How Testosterone Causes Weight Gain in Women

Testosterone causes weight gain in women.

In women, too much testosterone can cause insulin resistance and abdominal weight gain.

That’s why androgen excess contributes to the weight gain associated with polycystic ovary syndrome (PCOS), menopause, and some types of birth control.


The link between testosterone and insulin resistance is most clear with the hormonal condition PCOS, in which high androgens made (mostly) by the ovaries cause insulin resistance and impair ovulation. Impaired ovulation, in turn, causes low progesterone and, therefore, robs the system of progesterone’s beneficial anti-androgen effect. This causes more high androgens and insulin resistance, creating a vicious cycle I describe in my peer-reviewed paper.

Natural progesterone can help to lower androgens, improve insulin sensitivity, and break the cycle of PCOS. That’s why Professor Jerilynn Prior’s protocol of cyclic progesterone therapy for PCOS is currently undergoing a clinical trial.

👉 Tip: There’s no progesterone in hormonal birth control.
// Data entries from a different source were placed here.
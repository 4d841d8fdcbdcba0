use std::fs;
use std::path::{Path, PathBuf};

use crate::changes::ChangeSet;
use crate::error::{KeybankError, Result};
use crate::git::GitRepo;
use crate::manifest::{Manifest, Scope};
use crate::status::VerificationStatus;

use super::tree::{LockedTree, OwnerOverride, MANIFEST_FILE};
use super::{
    commit_repository, create_root, init_repository, mark_uncommitted, verify_repository, Store,
    StoreContext, StoreKind, StoreRequest,
};

/// Manifest-driven copy of files from one machine.
///
/// Opened from disk it owns `manifest.json` and a repository. As one scope of
/// a [`MachineSynchronizedStore`](super::MachineSynchronizedStore) it is
/// handed its scope directly and has no repository of its own.
pub struct SynchronizedStore {
    tree: LockedTree,
    source: ScopeSource,
    repo: Option<GitRepo>,
    ctx: StoreContext,
}

enum ScopeSource {
    File(PathBuf),
    Scope(Scope),
}

impl SynchronizedStore {
    pub fn initialize(root: &Path, ctx: StoreContext) -> Result<Self> {
        create_root(root)?;
        fs::write(root.join(MANIFEST_FILE), "[]\n")?;
        let tree = LockedTree::new(root);
        tree.commit(false)?;
        let repo = init_repository(root, &ctx)?;
        Ok(Self {
            tree,
            source: ScopeSource::File(root.join(MANIFEST_FILE)),
            repo: Some(repo),
            ctx,
        })
    }

    pub fn open(root: &Path, ctx: StoreContext) -> Result<Self> {
        let manifest = root.join(MANIFEST_FILE);
        if !manifest.is_file() {
            return Err(KeybankError::NotInitialized(root.to_path_buf()));
        }
        let repo = GitRepo::open(root, ctx.runner.clone())?;
        Ok(Self {
            tree: LockedTree::new(root),
            source: ScopeSource::File(manifest),
            repo: Some(repo),
            ctx,
        })
    }

    /// A repository-less store for one scope, rooted at `root`.
    pub fn for_scope(root: &Path, scope: Scope, ctx: StoreContext) -> Self {
        Self {
            tree: LockedTree::new(root),
            source: ScopeSource::Scope(scope),
            repo: None,
            ctx,
        }
    }

    pub fn scope(&self) -> Result<Scope> {
        match &self.source {
            ScopeSource::File(path) => Ok(Manifest::load(path)?.common().clone()),
            ScopeSource::Scope(scope) => Ok(scope.clone()),
        }
    }

    pub(crate) fn tree(&self) -> &LockedTree {
        &self.tree
    }
}

impl Store for SynchronizedStore {
    fn kind(&self) -> StoreKind {
        StoreKind::Synchronized
    }

    fn root(&self) -> &Path {
        self.tree.root()
    }

    fn commit(&self, message: &str, dry_run: bool) -> Result<ChangeSet> {
        let changes = self.tree.commit(dry_run)?;
        if let (Some(repo), false) = (&self.repo, dry_run) {
            commit_repository(repo, self.ctx.identity.as_ref(), message)?;
        }
        Ok(changes)
    }

    fn backup(&self, request: &StoreRequest) -> Result<()> {
        let scope = self.scope()?;
        self.tree.backup(
            &scope.entries,
            scope.directory(&request.directory),
            self.ctx.identity.as_ref(),
            request.dry_run,
        )?;
        Ok(())
    }

    fn restore(&self, request: &StoreRequest) -> Result<()> {
        let scope = self.scope()?;
        let owner = OwnerOverride {
            user: scope.user.as_deref(),
            group: scope.group.as_deref(),
        };
        self.tree.restore(
            scope.directory(&request.directory),
            self.ctx.identity.as_ref(),
            owner,
            request.dry_run,
        )
    }

    fn verify(&self) -> Result<VerificationStatus> {
        let mut status = VerificationStatus::new();
        let healthy = match &self.repo {
            Some(repo) => verify_repository(repo, &mut status)?,
            None => false,
        };
        self.tree.verify_into(&mut status)?;
        if let (Some(repo), true) = (&self.repo, healthy) {
            mark_uncommitted(repo, &mut status)?;
        }
        Ok(status)
    }
}

#[cfg(test)]
mod tests {
    use super::*;
    use crate::hash::hash_bytes;
    use crate::identity::fake::{GROUP, USER};
    use crate::status::Verdict;
    use crate::store::testing::{context, write};
    use crate::store::tree::LOCK_FILE;
    use std::os::unix::fs::MetadataExt;
    use tempfile::TempDir;

    struct Fixture {
        temp: TempDir,
        store: SynchronizedStore,
    }

    impl Fixture {
        fn source(&self) -> PathBuf {
            self.temp.path().join("source")
        }

        fn request(&self) -> StoreRequest {
            StoreRequest::new(self.source())
        }

        fn manifest(&self, text: &str) {
            fs::write(self.store.root().join(MANIFEST_FILE), text).unwrap();
        }
    }

    fn fixture() -> Fixture {
        let temp = TempDir::new().unwrap();
        fs::create_dir_all(temp.path().join("source")).unwrap();
        let store = SynchronizedStore::initialize(&temp.path().join("generic"), context()).unwrap();
        Fixture { temp, store }
    }

    #[test]
    fn test_initialize_writes_flat_manifest() {
        let fx = fixture();
        assert_eq!(
            fs::read_to_string(fx.store.root().join(MANIFEST_FILE)).unwrap(),
            "[]\n"
        );
        assert!(fx.store.root().join(".git").is_dir());
        assert!(SynchronizedStore::open(fx.store.root(), context()).is_ok());
    }

    #[test]
    fn test_backup_commit_verify_cycle() {
        let fx = fixture();
        write(&fx.source(), "/etc/ssh/ssh_host_a_key", "a");
        write(&fx.source(), "/etc/ssh/ssh_host_b_key", "b");
        fx.manifest(r#"[{"path": "/etc/ssh/ssh_host_*_key", "amount": 2}]"#);

        fx.store.backup(&fx.request()).unwrap();
        let lock = fx.store.tree().load_lock().unwrap();
        assert_eq!(lock.get("/etc/ssh/ssh_host_a_key").unwrap().hash, hash_bytes(b"a"));
        assert_eq!(lock.get("/etc/ssh/ssh_host_b_key").unwrap().hash, hash_bytes(b"b"));

        assert_eq!(fx.store.verify().unwrap().verdict(), Verdict::Uncommitted);

        let changes = fx.store.commit("update", false).unwrap();
        assert!(changes.is_empty(), "backup already wrote the lock: {changes}");
        assert!(fx.store.verify().unwrap().is_good());

        let lock_text = fs::read(fx.store.root().join(LOCK_FILE)).unwrap();
        assert!(fx.store.commit("update", false).unwrap().is_empty());
        assert_eq!(fs::read(fx.store.root().join(LOCK_FILE)).unwrap(), lock_text);
    }

    #[test]
    fn test_backup_count_mismatch_leaves_lock() {
        let fx = fixture();
        write(&fx.source(), "/secret1", "1");
        fx.manifest(r#"[{"path": "/secret*", "amount": 2}]"#);
        let before = fs::read(fx.store.root().join(LOCK_FILE)).unwrap();

        let err = fx.store.backup(&fx.request()).unwrap_err();
        assert!(matches!(err, KeybankError::CountMismatch { .. }));
        assert!(!fx.store.root().join("secret1").exists());
        assert_eq!(fs::read(fx.store.root().join(LOCK_FILE)).unwrap(), before);
    }

    #[test]
    fn test_restore_roundtrip() {
        let fx = fixture();
        write(&fx.source(), "/.gnupg/gpg.conf", "use-agent");
        fx.manifest(r#"[{"path": "/.gnupg/gpg.conf", "amount": 1}]"#);
        fx.store.backup(&fx.request()).unwrap();

        let target = fx.temp.path().join("target");
        fx.store.restore(&StoreRequest::new(&target)).unwrap();

        let restored = target.join(".gnupg/gpg.conf");
        assert_eq!(fs::read_to_string(&restored).unwrap(), "use-agent");
        assert_eq!(fs::metadata(&restored).unwrap().mode() & 0o777, 0o600);
    }

    #[test]
    fn test_scope_directory_wins_over_request() {
        let temp = TempDir::new().unwrap();
        let home = temp.path().join("home");
        write(&home, "/.ssh/id_ed25519", "key");

        let mut scope = Scope::new(
            "laptop",
            vec![crate::manifest::ManifestEntry {
                path: "/.ssh/id_ed25519".into(),
                amount: 1,
            }],
        );
        scope.from_directory = Some(home.clone());
        scope.user = Some(USER.into());
        scope.group = Some(GROUP.into());

        let store = SynchronizedStore::for_scope(&temp.path().join("laptop"), scope, context());
        store
            .backup(&StoreRequest::new(temp.path().join("elsewhere")))
            .unwrap();
        assert!(store.root().join(".ssh/id_ed25519").is_file());

        fs::remove_file(home.join(".ssh/id_ed25519")).unwrap();
        store
            .restore(&StoreRequest::new(temp.path().join("elsewhere")))
            .unwrap();
        assert!(home.join(".ssh/id_ed25519").is_file());
        assert!(!temp.path().join("elsewhere").exists());
    }

    #[test]
    fn test_scoped_store_without_repository_verifies_files() {
        let temp = TempDir::new().unwrap();
        let store = SynchronizedStore::for_scope(
            &temp.path().join("scope"),
            Scope::new("_common", Vec::new()),
            context(),
        );
        write(store.root(), "/a", "a");
        store.commit("update", false).unwrap();

        let status = store.verify().unwrap();
        assert!(status.is_good(), "{status}");
        assert!(!store.root().join(".git").exists());
    }
}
Contraceptive drugs are progestins, many of which are androgenic or testosterone-like (see below).

Perimenopause and menopause

With the menopause transition, first progesterone and then estrogen drop away while androgens slightly increase before resuming their gradual decline with age (as happens in both men and women). The menopausal situation of relatively high testosterone paired with relatively low estrogen and progesterone causes a profound shift in fat distribution from gynoid (hourglass) to android (thicker waist and heavier upper body).

Menopausal hormone therapy (estrogen and progesterone) can have a beneficial anti-androgen effect and improve insulin sensitivity. For example, estrogen therapy directly improves insulin sensitivity and lowers testosterone by increasing sex hormone-binding globulin (SHBG), the protein that binds and inactivates testosterone. Progesterone indirectly improves insulin sensitivity by stimulating metabolic rate and lowering testosterone.

Taking testosterone or androgenic progestins can worsen insulin resistance and cause weight gain.

Birth control

Androgenic (testosterone-like) progestins can cause insulin resistance and weight gain. They include levonorgestrel, norethindrone, and etonogestrel, found in many pills, Nuvaring, Mirena IUD, and the Nexplanon implant.

Anti-androgenic progestins can promote weight loss while being taken but rebound weight gain when they’re stopped. Anti-androgenic progestins include drospirenone, norgestimate, dienogest, and cyproterone.

There’s a bi-directional relationship between high testosterone and insulin resistance.

Androgens, insulin resistance, and weight gain.

In one direction, insulin resistance or high insulin can stimulate ovarian cells to make more testosterone. That happens with PCOS and menopause.

In the other direction, testosterone can cause or worsen insulin resistance. That happens with PCOS, menopause, and androgenic progestins.

All of it can lead to weight gain, acne, facial hair, irregular periods, and a long-term risk of diabetes.

The solution has two parts: 1) reverse insulin resistance and 2) lower androgens, which, in turn, can improve insulin resistance.